- Portuguese: Feito Pipa
- Directed by: Allan Deberton
- Written by: André Araújo
- Produced by: Karen Castanho; Bianca Villar; Fernando Fraiha; Allan Deberton;
- Starring: Yuri Gomes; Lázaro Ramos; Teca Pereira; Carlos Francisco; Georgina Castro;
- Cinematography: Renata Monteiro
- Edited by: Paulo Tavares
- Music by: Luiza Lins
- Production companies: Biônica Filmes; Deberton Filmes;
- Release date: 13 February 2026 (Berlinale);
- Running time: 94 minutes
- Country: Brazil
- Language: Portuguese

= Gugu's World =

2026 Brazilian coming-of-age drama film

Gugu's World (Portuguese: Feito Pipa) is a 2026 Brazilian coming‑of‑age drama film directed by Allan Deberton and written by André Araújo. Starring Yuri Gomes as Gugu, it follows a queer teenager navigating friendship, desire, and self‑discovery in a small coastal town in northeastern Brazil.

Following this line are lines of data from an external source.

//! The editor: owns the document, selection, viewport and active gesture,
//! and notifies subscribers after every change.

use crate::align::{Alignment, align};
use crate::component::{Component, ComponentId, ComponentKind, ComponentPatch};
use crate::config::EditorConfig;
use crate::distribute::{Distribution, distribute};
use crate::document::{Document, ImportError, ListField};
use crate::history::{ComponentChange, HistoryKind, HistoryStep};
use crate::interaction::{Gesture, GestureKind};
use crate::selection::Selection;
use crate::snap::{SnapGuides, components_in_selection_box};
use crate::viewport::{PageFormat, Viewport};
use kurbo::{Point, Rect, Size, Vec2};
use serde_json::Value;
use std::fmt;
use uuid::Uuid;

/// Notification sent to subscribers after a change.
#[derive(Debug, Clone, Copy, PartialEq, Eq)]
pub enum EditorEvent {
    /// The component collection changed (including live gesture frames).
    ComponentsChanged,
    SelectionChanged,
    ViewportChanged,
    /// Undo/redo availability after a recorded change, undo or redo.
    HistoryChanged { can_undo: bool, can_redo: bool },
}

/// Subscription handle for unsubscribing from events.
#[derive(Debug, Clone, Copy, PartialEq, Eq, Hash)]
pub struct SubscriptionId(Uuid);

impl SubscriptionId {
    fn new() -> Self {
        Self(Uuid::new_v4())
    }
}

impl fmt::Display for SubscriptionId {
    fn fmt(&self, f: &mut fmt::Formatter<'_>) -> fmt::Result {
        write!(f, "Sub({})", &self.0.to_string()[..8])
    }
}

type Listener = Box<dyn FnMut(&EditorEvent)>;

/// Layout editor state.
///
/// All mutations go through here so that history, selection pruning and
/// notifications stay consistent. An active drag or resize is committed
/// before any other mutation runs.
pub struct Editor {
    document: Document,
    selection: Selection,
    viewport: Viewport,
    gesture: Option<Gesture>,
    config: EditorConfig,
    listeners: Vec<(SubscriptionId, Listener)>,
}

impl Default for Editor {
    fn default() -> Self {
        Self::new()
    }
}

impl fmt::Debug for Editor {
    fn fmt(&self, f: &mut fmt::Formatter<'_>) -> fmt::Result {
        f.debug_struct("Editor")
            .field("components", &self.document.len())
            .field("selection", &self.selection)
            .field("viewport", &self.viewport)
            .field("gesture", &self.gesture.as_ref().map(|g| (g.kind, g.component_id)))
            .field("listeners", &self.listeners.len())
            .finish()
    }
}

The film had its world premiere in the Generation Kplus section of the 76th Berlin International Film Festival on 13 February 2026, where it won the Crystal Bear. It was selected as the Brazilian entry for the Best International Feature Film at the 99th Academy Awards.

== Plot ==
In Brazil, Gugu lives in a small community with his grandmother Dilma, who raised him after the death of his mother, Elaine. Gugu is an expressive and aspiring football player, but his behaviour often puts him at odds with his father Batista, who has remarried with Patricia. Unlike Batista, Dilma accepts the effeminate boy without judgment and remains his closest ally.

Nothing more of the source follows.